Onları özlemiştik ve nihayet döndüler. Çakallar şehre geri geldi ve "Eeee nerede kalmıştık" diyerek özlemle izleyicisiyle buluştu. ‘Çakallarla Dans 6’ bu hafta vizyona girdi. Değişmeyen aynı kadrosuyla ve hikâyesine ortak ettiği diğer oyuncularıyla ekip bu kez bambaşka bir serüvenin içinde.
Zamlar... Aşı meselesi… AB vize sorunu… Aşk meselesi ve seks… Adalar sorunu…
Tek kanaldan haber izleye izleye beynin yanma durumları… Kendi ülkende mülteci olmak sorunu… gibi daha birçok yaşadığımız toplumsal ve sosyoekonomik-kültürel sorunu ince bir alaycılıkla işleyen ve yeri geldiğinde taşı gediğine oturtan başarılı bir film olmuş.
Değişmeyen haller içinde, olmayan hayaller peşinde ama inadına umut etmeyi sürdürüyorlar ve eğlenerek gülme garantili bir serüvene bizleri davet ediyorlar.
Hadi sinemaya ‘Çakallarla Dans 6’ya gidin, gülün ve eğlenin aralarda da kafanıza dank ederek düşünebilirsiniz.
‘Çakallarla Dans 6’yı çok beğendim ve bence ekipçe olgunluk dönemi filmleri olmuş. Bu filmle her anlamda çıta en yükseğe ulaşmış diyebilirim. ‘Çakallarla Dans 6’nın senaryosunda tüm seride olduğu gibi Murat Şeker ve Ali Tanrıverdi imzası var.
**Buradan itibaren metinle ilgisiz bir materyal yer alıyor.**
// THEORY:
// `core_modules` holds the per-pixel machinery of the engine. Everything here
// works on a single frame pair and knows nothing about video files, sampling or
// output; the `pipeline` module layers those concerns on top.

pub mod backend;
pub mod event;
pub mod foreground;
pub mod grid;
pub mod guided_filter;
pub mod novelty_model;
Oyuncuları ve bütün ekibi yürekten kutluyorum.
Filmin yönetmeni Murat Şeker ile sohbetimizi de şeker gibi mutlu geçecek bir pazar dileyerek buraya bırakıyorum.
Nihayet beklenen zaman geldi ‘Çakallarla Dans 6’ vizyonda. İlk seyirciyle buluşma gala nasıl geçti, kaç yıl beklediniz?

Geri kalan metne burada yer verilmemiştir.